### RECORD EXCERPTS
//! # lgwire - Command Protocol Engine for Embedded Gateway Fleets
//!
//! `lgwire` talks to fleets of small embedded gateways over three channels: the telnet
//! OS shell on port 23, the vendor LGW command channel on port 9528, and SSH. It sends
//! commands, frames the replies on a terminator, decodes LGW frames, retries transient
//! failures and fans a command list out to many hosts at once.
//!
//! ## Features
//!
//! - **Explicit Settings**: terminator, line ending and codec travel with each call
//! - **Expect Framing**: replies are cut at a terminator with a bounded no-data retry loop
//! - **LGW Codec**: `#:{json}:#` frames, target-id addressing and reply correlation
//! - **Fan-out**: one task per host, commands in order per host, one result per host
//! - **Legacy SSH**: algorithm lists accepted by old dropbear builds
//!
//! ## Quick Start
//!
//! ```rust,no_run
//! use std::time::Duration;
//!
//! use lgwire::fleet::{Host, send_lgw_commands};
//!
//! #[tokio::main]
//! async fn main() {
//!     let hosts = vec![Host::new("192.168.2.10", "D0:14:11:B0:02:19")];
//!     let templates = vec![
//!         r#"#:{"cmd": "read-attr", "target-id": "", "attr": "model-id"}:#"#.to_string(),
//!     ];
//!
//!     let results = send_lgw_commands(&hosts, &templates, &[1, 2], Duration::from_secs(3)).await;
//!     for (ip, commands) in &results {
//!         for entry in commands {
//!             println!("{ip} {} -> ok={}", entry.cmd, entry.result.ok);
//!         }
//!     }
//! }
//! ```
//!
//! ## Main Components
//!
//! - [`session::Session`] - one connection, send/receive with retry
//! - [`fleet::run_fleet_commands`] - concurrent fan-out across hosts
//! - [`lgw`] - LGW frame encoding, decoding and addressing
//! - [`transport::Transport`] - telnet and SSH byte streams
//! - [`retry`] - bounded and deadline retry strategies
//! - [`error::EngineError`] - error types for transports and codecs
//! - [`config`] - protocol presets and SSH algorithm lists

pub mod config;
pub mod error;
pub mod fleet;
pub mod lgw;
pub mod retry;
pub mod session;
pub mod transport;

### ACTIVITY
Select every line of the material above holding the word "target" and copy it.

### TASK ANSWER
//! - **LGW Codec**: `#:{json}:#` frames, target-id addressing and reply correlation
//!         r#"#:{"cmd": "read-attr", "target-id": "", "attr": "model-id"}:#"#.to_string(),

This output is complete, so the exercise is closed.